[DATA FOR THIS TASK]
==========

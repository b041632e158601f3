// ==========================================
// 零售库存调货建议生成系统 - CSV 报表导出
// ==========================================
// 职责: 调货建议明细 + 统计摘要两份报表
// 所有数值取自匹配时快照, 不重算
// ==========================================

use crate::domain::summary::TransferSummary;
use crate::domain::transfer::TransferRecommendation;
use crate::export::error::ExportResult;
use chrono::NaiveDate;
use csv::WriterBuilder;
use std::path::Path;

/// 调货建议明细报表栏位(顺序即契约)
pub const RECOMMENDATION_COLUMNS: [&str; 20] = [
    "Article",
    "Article Description",
    "OM",
    "Transfer Site",
    "Transfer Qty",
    "Transfer Site Original Stock",
    "Transfer Site After Transfer Stock",
    "Transfer Site Safety Stock",
    "Transfer Site MOQ",
    "Transfer Site RP Type",
    "Transfer Site Last Month Sold Qty",
    "Transfer Site MTD Sold Qty",
    "Receive Site",
    "Receive Site Target Qty",
    "Receive Site RP Type",
    "Receive Site Last Month Sold Qty",
    "Receive Site MTD Sold Qty",
    "Transfer Type",
    "Receive Qty",
    "Notes",
];

// ==========================================
// CsvExporter - CSV 报表导出器
// ==========================================
pub struct CsvExporter;

impl CsvExporter {
    pub fn new() -> Self {
        Self
    }

    /// 带日期的报表文件名, 如 "调货建议_20251008.csv"
    pub fn dated_report_name(prefix: &str, date: NaiveDate) -> String {
        format!("{}_{}.csv", prefix, date.format("%Y%m%d"))
    }

    // ==========================================
    // 调货建议明细
    // ==========================================

    pub fn export_recommendations(
        &self,
        recommendations: &[TransferRecommendation],
        path: &Path,
    ) -> ExportResult<()> {
        let mut writer = WriterBuilder::new().from_path(path)?;

        writer.write_record(RECOMMENDATION_COLUMNS)?;
        for rec in recommendations {
            let row: [String; 20] = [
                rec.article.clone(),
                rec.article_desc.clone(),
                rec.om.clone(),
                rec.donor_site.clone(),
                rec.qty.to_string(),
                rec.donor_snapshot.net_stock.to_string(),
                rec.donor_stock_after().to_string(),
                rec.donor_snapshot.safety_stock.to_string(),
                rec.donor_snapshot.moq.to_string(),
                rec.donor_snapshot.rp_type.to_string(),
                rec.donor_snapshot.last_month_sold.to_string(),
                rec.donor_snapshot.mtd_sold.to_string(),
                rec.receiver_site.clone(),
                rec.receiver_snapshot.target.to_string(),
                rec.receiver_snapshot.rp_type.to_string(),
                rec.receiver_snapshot.last_month_sold.to_string(),
                rec.receiver_snapshot.mtd_sold.to_string(),
                rec.transfer_type.to_string(),
                rec.qty.to_string(),
                rec.notes.clone(),
            ];
            writer.write_record(&row)?;
        }

        writer.flush()?;
        Ok(())
    }

    // ==========================================
    // 统计摘要
    // ==========================================

    /// 分节摘要报表: KPI 概览 / 按产品 / 按OM / 按转出类型 / 按接收店铺
    pub fn export_summary(&self, summary: &TransferSummary, path: &Path) -> ExportResult<()> {
        // 各节行宽不一致, 需放宽 CSV 行长度校验
        let mut writer = WriterBuilder::new().flexible(true).from_path(path)?;

        // KPI 概览
        writer.write_record(["KPI Overview"])?;
        writer.write_record([
            "".to_string(),
            "总转货建议数量".to_string(),
            summary.total_transfer_qty.to_string(),
        ])?;
        writer.write_record([
            "".to_string(),
            "总转货行数".to_string(),
            summary.total_lines.to_string(),
        ])?;
        writer.write_record([
            "".to_string(),
            "涉及产品数量".to_string(),
            summary.article_count.to_string(),
        ])?;
        writer.write_record([
            "".to_string(),
            "涉及OM数量".to_string(),
            summary.om_count.to_string(),
        ])?;
        writer.write_record([""])?;

        // 按产品统计
        if !summary.by_article.is_empty() {
            writer.write_record(["Statistics by Article"])?;
            writer.write_record([
                "Article",
                "总需求件数",
                "总调货件数",
                "涉及OM数量",
                "转货行数",
                "需求满足率(%)",
            ])?;
            for stats in &summary.by_article {
                writer.write_record([
                    stats.article.clone(),
                    stats.total_demand.to_string(),
                    stats.total_transferred.to_string(),
                    stats.om_count.to_string(),
                    stats.line_count.to_string(),
                    format!("{:.2}", stats.fulfillment_rate_pct),
                ])?;
            }
            writer.write_record([""])?;
        }

        // 按 OM 统计
        if !summary.by_om.is_empty() {
            writer.write_record(["Statistics by OM"])?;
            writer.write_record(["OM", "总调货件数", "涉及产品数量", "转货行数"])?;
            for stats in &summary.by_om {
                writer.write_record([
                    stats.om.clone(),
                    stats.total_transferred.to_string(),
                    stats.article_count.to_string(),
                    stats.line_count.to_string(),
                ])?;
            }
            writer.write_record([""])?;
        }

        // 转出类型分布
        if !summary.by_transfer_type.is_empty() {
            writer.write_record(["Transfer Type Distribution"])?;
            writer.write_record(["Transfer Type", "总件数", "涉及行数"])?;
            for stats in &summary.by_transfer_type {
                writer.write_record([
                    stats.transfer_type.to_string(),
                    stats.total_qty.to_string(),
                    stats.line_count.to_string(),
                ])?;
            }
            writer.write_record([""])?;
        }

        // 接收店铺分布
        if !summary.by_receiver.is_empty() {
            writer.write_record(["Receive Site Distribution"])?;
            writer.write_record([
                "Receive Site",
                "实际接收数量",
                "目标需求数量",
                "需求满足率(%)",
            ])?;
            for stats in &summary.by_receiver {
                writer.write_record([
                    stats.site.clone(),
                    stats.received_qty.to_string(),
                    stats.target_qty.to_string(),
                    format!("{:.2}", stats.fulfillment_rate_pct),
                ])?;
            }
            writer.write_record([""])?;
        }

        // 约束审计(引擎正确时为空)
        if !summary.demand_audit.is_empty() {
            writer.write_record(["Demand Constraint Violations"])?;
            writer.write_record(["Article", "总需求件数", "总调货件数", "超出数量"])?;
            for entry in &summary.demand_audit {
                writer.write_record([
                    entry.article.clone(),
                    entry.total_demand.to_string(),
                    entry.total_transferred.to_string(),
                    entry.excess.to_string(),
                ])?;
            }
        }

        writer.flush()?;
        Ok(())
    }
}

impl Default for CsvExporter {
    fn default() -> Self {
        Self::new()
    }
}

==========

[EXERCISE GOAL] Return every line of the material above exactly.

[EXERCISE RESPONSE]
repository b041632e158601f3
// ==========================================
// 零售库存调货建议生成系统 - CSV 报表导出
// ==========================================
// 职责: 调货建议明细 + 统计摘要两份报表
// 所有数值取自匹配时快照, 不重算
// ==========================================

use crate::domain::summary::TransferSummary;
use crate::domain::transfer::TransferRecommendation;
use crate::export::error::ExportResult;
use chrono::NaiveDate;
use csv::WriterBuilder;
use std::path::Path;

/// 调货建议明细报表栏位(顺序即契约)
pub const RECOMMENDATION_COLUMNS: [&str; 20] = [
    "Article",
    "Article Description",
    "OM",
    "Transfer Site",
    "Transfer Qty",
    "Transfer Site Original Stock",
    "Transfer Site After Transfer Stock",
    "Transfer Site Safety Stock",
    "Transfer Site MOQ",
    "Transfer Site RP Type",
    "Transfer Site Last Month Sold Qty",
    "Transfer Site MTD Sold Qty",
    "Receive Site",
    "Receive Site Target Qty",
    "Receive Site RP Type",
    "Receive Site Last Month Sold Qty",
    "Receive Site MTD Sold Qty",
    "Transfer Type",
    "Receive Qty",
    "Notes",
];

// ==========================================
// CsvExporter - CSV 报表导出器
// ==========================================
pub struct CsvExporter;

impl CsvExporter {
    pub fn new() -> Self {
        Self
    }

    /// 带日期的报表文件名, 如 "调货建议_20251008.csv"
    pub fn dated_report_name(prefix: &str, date: NaiveDate) -> String {
        format!("{}_{}.csv", prefix, date.format("%Y%m%d"))
    }

    // ==========================================
    // 调货建议明细
    // ==========================================

    pub fn export_recommendations(
        &self,
        recommendations: &[TransferRecommendation],
        path: &Path,
    ) -> ExportResult<()> {
        let mut writer = WriterBuilder::new().from_path(path)?;

        writer.write_record(RECOMMENDATION_COLUMNS)?;
        for rec in recommendations {
            let row: [String; 20] = [
                rec.article.clone(),
                rec.article_desc.clone(),
                rec.om.clone(),
                rec.donor_site.clone(),
                rec.qty.to_string(),
                rec.donor_snapshot.net_stock.to_string(),
                rec.donor_stock_after().to_string(),
                rec.donor_snapshot.safety_stock.to_string(),
                rec.donor_snapshot.moq.to_string(),
                rec.donor_snapshot.rp_type.to_string(),
                rec.donor_snapshot.last_month_sold.to_string(),
                rec.donor_snapshot.mtd_sold.to_string(),
                rec.receiver_site.clone(),
                rec.receiver_snapshot.target.to_string(),
                rec.receiver_snapshot.rp_type.to_string(),
                rec.receiver_snapshot.last_month_sold.to_string(),
                rec.receiver_snapshot.mtd_sold.to_string(),
                rec.transfer_type.to_string(),
                rec.qty.to_string(),
                rec.notes.clone(),
            ];
            writer.write_record(&row)?;
        }

        writer.flush()?;
        Ok(())
    }

    // ==========================================
    // 统计摘要
    // ==========================================

    /// 分节摘要报表: KPI 概览 / 按产品 / 按OM / 按转出类型 / 按接收店铺
    pub fn export_summary(&self, summary: &TransferSummary, path: &Path) -> ExportResult<()> {
        // 各节行宽不一致, 需放宽 CSV 行长度校验
        let mut writer = WriterBuilder::new().flexible(true).from_path(path)?;

        // KPI 概览
        writer.write_record(["KPI Overview"])?;
        writer.write_record([
            "".to_string(),
            "总转货建议数量".to_string(),
            summary.total_transfer_qty.to_string(),
        ])?;
        writer.write_record([
            "".to_string(),
            "总转货行数".to_string(),
            summary.total_lines.to_string(),
        ])?;
        writer.write_record([
            "".to_string(),
            "涉及产品数量".to_string(),
            summary.article_count.to_string(),
        ])?;
        writer.write_record([
            "".to_string(),
            "涉及OM数量".to_string(),
            summary.om_count.to_string(),
        ])?;
        writer.write_record([""])?;

        // 按产品统计
        if !summary.by_article.is_empty() {
            writer.write_record(["Statistics by Article"])?;
            writer.write_record([
                "Article",
                "总需求件数",
                "总调货件数",
                "涉及OM数量",
                "转货行数",
                "需求满足率(%)",
            ])?;
            for stats in &summary.by_article {
                writer.write_record([
                    stats.article.clone(),
                    stats.total_demand.to_string(),
                    stats.total_transferred.to_string(),
                    stats.om_count.to_string(),
                    stats.line_count.to_string(),
                    format!("{:.2}", stats.fulfillment_rate_pct),
                ])?;
            }
            writer.write_record([""])?;
        }

        // 按 OM 统计
        if !summary.by_om.is_empty() {
            writer.write_record(["Statistics by OM"])?;
            writer.write_record(["OM", "总调货件数", "涉及产品数量", "转货行数"])?;
            for stats in &summary.by_om {
                writer.write_record([
                    stats.om.clone(),
                    stats.total_transferred.to_string(),
                    stats.article_count.to_string(),
                    stats.line_count.to_string(),
                ])?;
            }
            writer.write_record([""])?;
        }

        // 转出类型分布
        if !summary.by_transfer_type.is_empty() {
            writer.write_record(["Transfer Type Distribution"])?;
            writer.write_record(["Transfer Type", "总件数", "涉及行数"])?;
            for stats in &summary.by_transfer_type {
                writer.write_record([
                    stats.transfer_type.to_string(),
                    stats.total_qty.to_string(),
                    stats.line_count.to_string(),
                ])?;
            }
            writer.write_record([""])?;
        }

        // 接收店铺分布
        if !summary.by_receiver.is_empty() {
            writer.write_record(["Receive Site Distribution"])?;
            writer.write_record([
                "Receive Site",
                "实际接收数量",
                "目标需求数量",
                "需求满足率(%)",
            ])?;
            for stats in &summary.by_receiver {
                writer.write_record([
                    stats.site.clone(),
                    stats.received_qty.to_string(),
                    stats.target_qty.to_string(),
                    format!("{:.2}", stats.fulfillment_rate_pct),
                ])?;
            }
            writer.write_record([""])?;
        }

        // 约束审计(引擎正确时为空)
        if !summary.demand_audit.is_empty() {
            writer.write_record(["Demand Constraint Violations"])?;
            writer.write_record(["Article", "总需求件数", "总调货件数", "超出数量"])?;
            for entry in &summary.demand_audit {
                writer.write_record([
                    entry.article.clone(),
                    entry.total_demand.to_string(),
                    entry.total_transferred.to_string(),
                    entry.excess.to_string(),
                ])?;
            }
        }

        writer.flush()?;
        Ok(())
    }
}

impl Default for CsvExporter {
    fn default() -> Self {
        Self::new()
    }
}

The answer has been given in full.